Start of Block
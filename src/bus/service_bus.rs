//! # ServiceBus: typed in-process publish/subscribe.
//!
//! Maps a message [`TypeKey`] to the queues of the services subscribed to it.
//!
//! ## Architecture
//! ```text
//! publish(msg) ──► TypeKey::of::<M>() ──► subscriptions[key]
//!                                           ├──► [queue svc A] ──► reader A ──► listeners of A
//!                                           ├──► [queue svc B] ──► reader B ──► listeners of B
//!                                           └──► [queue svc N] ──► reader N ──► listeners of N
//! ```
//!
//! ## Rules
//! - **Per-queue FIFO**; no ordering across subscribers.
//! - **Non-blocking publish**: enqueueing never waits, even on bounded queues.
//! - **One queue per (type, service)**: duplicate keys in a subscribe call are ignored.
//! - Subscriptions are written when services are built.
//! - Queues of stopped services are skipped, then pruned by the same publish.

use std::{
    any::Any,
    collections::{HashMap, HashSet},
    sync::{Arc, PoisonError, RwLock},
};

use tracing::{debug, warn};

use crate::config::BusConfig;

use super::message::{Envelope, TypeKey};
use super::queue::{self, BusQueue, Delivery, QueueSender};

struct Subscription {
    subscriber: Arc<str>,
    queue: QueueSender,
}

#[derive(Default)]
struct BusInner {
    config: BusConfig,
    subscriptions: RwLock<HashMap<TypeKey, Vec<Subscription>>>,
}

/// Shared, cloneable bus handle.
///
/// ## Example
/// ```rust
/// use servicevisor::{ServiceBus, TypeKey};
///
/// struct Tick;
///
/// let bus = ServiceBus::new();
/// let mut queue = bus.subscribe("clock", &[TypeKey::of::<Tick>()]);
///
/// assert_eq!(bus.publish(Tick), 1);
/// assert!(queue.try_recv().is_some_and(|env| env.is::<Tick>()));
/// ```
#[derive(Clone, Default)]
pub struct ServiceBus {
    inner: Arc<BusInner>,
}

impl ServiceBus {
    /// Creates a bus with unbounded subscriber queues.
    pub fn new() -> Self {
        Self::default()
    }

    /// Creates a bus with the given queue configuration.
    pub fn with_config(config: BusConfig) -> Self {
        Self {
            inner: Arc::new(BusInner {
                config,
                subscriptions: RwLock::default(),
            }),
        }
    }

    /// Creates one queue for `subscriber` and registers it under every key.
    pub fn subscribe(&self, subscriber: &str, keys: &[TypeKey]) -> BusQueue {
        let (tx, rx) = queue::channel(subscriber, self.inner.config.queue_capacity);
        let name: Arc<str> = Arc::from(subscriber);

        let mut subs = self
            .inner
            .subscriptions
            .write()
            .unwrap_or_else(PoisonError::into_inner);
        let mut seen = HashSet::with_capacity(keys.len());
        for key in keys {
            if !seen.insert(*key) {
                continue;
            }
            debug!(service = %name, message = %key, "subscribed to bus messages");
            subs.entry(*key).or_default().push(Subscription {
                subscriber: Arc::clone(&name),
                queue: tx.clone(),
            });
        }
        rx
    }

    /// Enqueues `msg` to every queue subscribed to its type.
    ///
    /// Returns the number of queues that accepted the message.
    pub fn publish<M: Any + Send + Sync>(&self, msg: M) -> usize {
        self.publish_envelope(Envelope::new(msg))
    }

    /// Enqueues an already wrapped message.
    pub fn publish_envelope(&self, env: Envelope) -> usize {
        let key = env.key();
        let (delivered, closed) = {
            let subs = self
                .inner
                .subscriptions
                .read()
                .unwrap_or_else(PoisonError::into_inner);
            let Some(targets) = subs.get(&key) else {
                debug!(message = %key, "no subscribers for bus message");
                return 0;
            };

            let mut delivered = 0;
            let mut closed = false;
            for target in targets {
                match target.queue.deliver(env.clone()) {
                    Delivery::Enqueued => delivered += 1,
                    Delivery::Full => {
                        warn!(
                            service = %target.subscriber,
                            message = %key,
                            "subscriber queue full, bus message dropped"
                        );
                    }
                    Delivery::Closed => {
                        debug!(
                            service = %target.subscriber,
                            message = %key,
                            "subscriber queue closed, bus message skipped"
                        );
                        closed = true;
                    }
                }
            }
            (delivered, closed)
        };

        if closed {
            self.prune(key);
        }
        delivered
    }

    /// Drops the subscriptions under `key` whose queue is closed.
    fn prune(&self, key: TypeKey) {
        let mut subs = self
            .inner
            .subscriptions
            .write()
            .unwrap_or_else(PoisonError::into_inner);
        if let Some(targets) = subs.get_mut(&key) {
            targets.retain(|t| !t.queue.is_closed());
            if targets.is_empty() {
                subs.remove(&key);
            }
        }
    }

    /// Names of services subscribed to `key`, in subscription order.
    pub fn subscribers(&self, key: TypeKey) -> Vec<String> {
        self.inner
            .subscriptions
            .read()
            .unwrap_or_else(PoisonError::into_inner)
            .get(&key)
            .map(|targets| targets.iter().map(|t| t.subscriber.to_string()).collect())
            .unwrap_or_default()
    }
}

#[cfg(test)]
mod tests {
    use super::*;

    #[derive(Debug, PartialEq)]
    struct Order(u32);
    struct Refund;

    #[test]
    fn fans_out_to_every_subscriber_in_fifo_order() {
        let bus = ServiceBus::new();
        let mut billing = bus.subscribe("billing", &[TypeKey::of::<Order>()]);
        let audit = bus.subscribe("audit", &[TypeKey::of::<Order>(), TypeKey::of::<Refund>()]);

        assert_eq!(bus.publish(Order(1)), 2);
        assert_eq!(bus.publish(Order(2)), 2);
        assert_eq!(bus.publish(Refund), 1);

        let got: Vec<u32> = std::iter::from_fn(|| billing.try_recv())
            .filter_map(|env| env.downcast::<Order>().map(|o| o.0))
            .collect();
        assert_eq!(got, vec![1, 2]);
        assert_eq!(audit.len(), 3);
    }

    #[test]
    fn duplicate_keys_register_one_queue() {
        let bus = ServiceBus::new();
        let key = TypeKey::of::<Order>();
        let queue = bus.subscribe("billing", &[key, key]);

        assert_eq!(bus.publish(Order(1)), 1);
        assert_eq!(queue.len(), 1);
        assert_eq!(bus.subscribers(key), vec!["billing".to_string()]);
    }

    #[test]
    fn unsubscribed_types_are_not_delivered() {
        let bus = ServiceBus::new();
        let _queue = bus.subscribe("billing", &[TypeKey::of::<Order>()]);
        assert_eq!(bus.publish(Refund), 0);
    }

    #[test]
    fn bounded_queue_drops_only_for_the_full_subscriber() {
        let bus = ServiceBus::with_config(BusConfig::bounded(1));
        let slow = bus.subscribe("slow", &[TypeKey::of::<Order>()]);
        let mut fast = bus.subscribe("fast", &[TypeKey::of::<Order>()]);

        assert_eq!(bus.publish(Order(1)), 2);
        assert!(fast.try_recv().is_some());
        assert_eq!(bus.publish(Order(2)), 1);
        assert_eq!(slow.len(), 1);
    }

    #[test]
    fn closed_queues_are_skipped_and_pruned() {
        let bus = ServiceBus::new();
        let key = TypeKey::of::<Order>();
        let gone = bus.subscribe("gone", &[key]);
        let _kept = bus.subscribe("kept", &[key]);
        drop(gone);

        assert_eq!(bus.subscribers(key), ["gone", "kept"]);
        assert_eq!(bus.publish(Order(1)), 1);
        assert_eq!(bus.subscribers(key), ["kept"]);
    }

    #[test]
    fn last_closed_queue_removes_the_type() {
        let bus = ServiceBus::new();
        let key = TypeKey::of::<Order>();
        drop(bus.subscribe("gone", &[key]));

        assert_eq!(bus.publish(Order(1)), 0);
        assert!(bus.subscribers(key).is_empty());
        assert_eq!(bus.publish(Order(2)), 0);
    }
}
End of Block
A complete, exact transcription of the data above is required.

• ANSWER AREA
filename src/bus/service_bus.rs
//! # ServiceBus: typed in-process publish/subscribe.
//!
//! Maps a message [`TypeKey`] to the queues of the services subscribed to it.
//!
//! ## Architecture
//! ```text
//! publish(msg) ──► TypeKey::of::<M>() ──► subscriptions[key]
//!                                           ├──► [queue svc A] ──► reader A ──► listeners of A
//!                                           ├──► [queue svc B] ──► reader B ──► listeners of B
//!                                           └──► [queue svc N] ──► reader N ──► listeners of N
//! ```
//!
//! ## Rules
//! - **Per-queue FIFO**; no ordering across subscribers.
//! - **Non-blocking publish**: enqueueing never waits, even on bounded queues.
//! - **One queue per (type, service)**: duplicate keys in a subscribe call are ignored.
//! - Subscriptions are written when services are built.
//! - Queues of stopped services are skipped, then pruned by the same publish.

use std::{
    any::Any,
    collections::{HashMap, HashSet},
    sync::{Arc, PoisonError, RwLock},
};

use tracing::{debug, warn};

use crate::config::BusConfig;

use super::message::{Envelope, TypeKey};
use super::queue::{self, BusQueue, Delivery, QueueSender};

struct Subscription {
    subscriber: Arc<str>,
    queue: QueueSender,
}

#[derive(Default)]
struct BusInner {
    config: BusConfig,
    subscriptions: RwLock<HashMap<TypeKey, Vec<Subscription>>>,
}

/// Shared, cloneable bus handle.
///
/// ## Example
/// ```rust
/// use servicevisor::{ServiceBus, TypeKey};
///
/// struct Tick;
///
/// let bus = ServiceBus::new();
/// let mut queue = bus.subscribe("clock", &[TypeKey::of::<Tick>()]);
///
/// assert_eq!(bus.publish(Tick), 1);
/// assert!(queue.try_recv().is_some_and(|env| env.is::<Tick>()));
/// ```
#[derive(Clone, Default)]
pub struct ServiceBus {
    inner: Arc<BusInner>,
}

impl ServiceBus {
    /// Creates a bus with unbounded subscriber queues.
    pub fn new() -> Self {
        Self::default()
    }

    /// Creates a bus with the given queue configuration.
    pub fn with_config(config: BusConfig) -> Self {
        Self {
            inner: Arc::new(BusInner {
                config,
                subscriptions: RwLock::default(),
            }),
        }
    }

    /// Creates one queue for `subscriber` and registers it under every key.
    pub fn subscribe(&self, subscriber: &str, keys: &[TypeKey]) -> BusQueue {
        let (tx, rx) = queue::channel(subscriber, self.inner.config.queue_capacity);
        let name: Arc<str> = Arc::from(subscriber);

        let mut subs = self
            .inner
            .subscriptions
            .write()
            .unwrap_or_else(PoisonError::into_inner);
        let mut seen = HashSet::with_capacity(keys.len());
        for key in keys {
            if !seen.insert(*key) {
                continue;
            }
            debug!(service = %name, message = %key, "subscribed to bus messages");
            subs.entry(*key).or_default().push(Subscription {
                subscriber: Arc::clone(&name),
                queue: tx.clone(),
            });
        }
        rx
    }

    /// Enqueues `msg` to every queue subscribed to its type.
    ///
    /// Returns the number of queues that accepted the message.
    pub fn publish<M: Any + Send + Sync>(&self, msg: M) -> usize {
        self.publish_envelope(Envelope::new(msg))
    }

    /// Enqueues an already wrapped message.
    pub fn publish_envelope(&self, env: Envelope) -> usize {
        let key = env.key();
        let (delivered, closed) = {
            let subs = self
                .inner
                .subscriptions
                .read()
                .unwrap_or_else(PoisonError::into_inner);
            let Some(targets) = subs.get(&key) else {
                debug!(message = %key, "no subscribers for bus message");
                return 0;
            };

            let mut delivered = 0;
            let mut closed = false;
            for target in targets {
                match target.queue.deliver(env.clone()) {
                    Delivery::Enqueued => delivered += 1,
                    Delivery::Full => {
                        warn!(
                            service = %target.subscriber,
                            message = %key,
                            "subscriber queue full, bus message dropped"
                        );
                    }
                    Delivery::Closed => {
                        debug!(
                            service = %target.subscriber,
                            message = %key,
                            "subscriber queue closed, bus message skipped"
                        );
                        closed = true;
                    }
                }
            }
            (delivered, closed)
        };

        if closed {
            self.prune(key);
        }
        delivered
    }

    /// Drops the subscriptions under `key` whose queue is closed.
    fn prune(&self, key: TypeKey) {
        let mut subs = self
            .inner
            .subscriptions
            .write()
            .unwrap_or_else(PoisonError::into_inner);
        if let Some(targets) = subs.get_mut(&key) {
            targets.retain(|t| !t.queue.is_closed());
            if targets.is_empty() {
                subs.remove(&key);
            }
        }
    }

    /// Names of services subscribed to `key`, in subscription order.
    pub fn subscribers(&self, key: TypeKey) -> Vec<String> {
        self.inner
            .subscriptions
            .read()
            .unwrap_or_else(PoisonError::into_inner)
            .get(&key)
            .map(|targets| targets.iter().map(|t| t.subscriber.to_string()).collect())
            .unwrap_or_default()
    }
}

#[cfg(test)]
mod tests {
    use super::*;

    #[derive(Debug, PartialEq)]
    struct Order(u32);
    struct Refund;

    #[test]
    fn fans_out_to_every_subscriber_in_fifo_order() {
        let bus = ServiceBus::new();
        let mut billing = bus.subscribe("billing", &[TypeKey::of::<Order>()]);
        let audit = bus.subscribe("audit", &[TypeKey::of::<Order>(), TypeKey::of::<Refund>()]);

        assert_eq!(bus.publish(Order(1)), 2);
        assert_eq!(bus.publish(Order(2)), 2);
        assert_eq!(bus.publish(Refund), 1);

        let got: Vec<u32> = std::iter::from_fn(|| billing.try_recv())
            .filter_map(|env| env.downcast::<Order>().map(|o| o.0))
            .collect();
        assert_eq!(got, vec![1, 2]);
        assert_eq!(audit.len(), 3);
    }

    #[test]
    fn duplicate_keys_register_one_queue() {
        let bus = ServiceBus::new();
        let key = TypeKey::of::<Order>();
        let queue = bus.subscribe("billing", &[key, key]);

        assert_eq!(bus.publish(Order(1)), 1);
        assert_eq!(queue.len(), 1);
        assert_eq!(bus.subscribers(key), vec!["billing".to_string()]);
    }

    #[test]
    fn unsubscribed_types_are_not_delivered() {
        let bus = ServiceBus::new();
        let _queue = bus.subscribe("billing", &[TypeKey::of::<Order>()]);
        assert_eq!(bus.publish(Refund), 0);
    }

    #[test]
    fn bounded_queue_drops_only_for_the_full_subscriber() {
        let bus = ServiceBus::with_config(BusConfig::bounded(1));
        let slow = bus.subscribe("slow", &[TypeKey::of::<Order>()]);
        let mut fast = bus.subscribe("fast", &[TypeKey::of::<Order>()]);

        assert_eq!(bus.publish(Order(1)), 2);
        assert!(fast.try_recv().is_some());
        assert_eq!(bus.publish(Order(2)), 1);
        assert_eq!(slow.len(), 1);
    }

    #[test]
    fn closed_queues_are_skipped_and_pruned() {
        let bus = ServiceBus::new();
        let key = TypeKey::of::<Order>();
        let gone = bus.subscribe("gone", &[key]);
        let _kept = bus.subscribe("kept", &[key]);
        drop(gone);

        assert_eq!(bus.subscribers(key), ["gone", "kept"]);
        assert_eq!(bus.publish(Order(1)), 1);
        assert_eq!(bus.subscribers(key), ["kept"]);
    }

    #[test]
    fn last_closed_queue_removes_the_type() {
        let bus = ServiceBus::new();
        let key = TypeKey::of::<Order>();
        drop(bus.subscribe("gone", &[key]));

        assert_eq!(bus.publish(Order(1)), 0);
        assert!(bus.subscribers(key).is_empty());
        assert_eq!(bus.publish(Order(2)), 0);
    }
}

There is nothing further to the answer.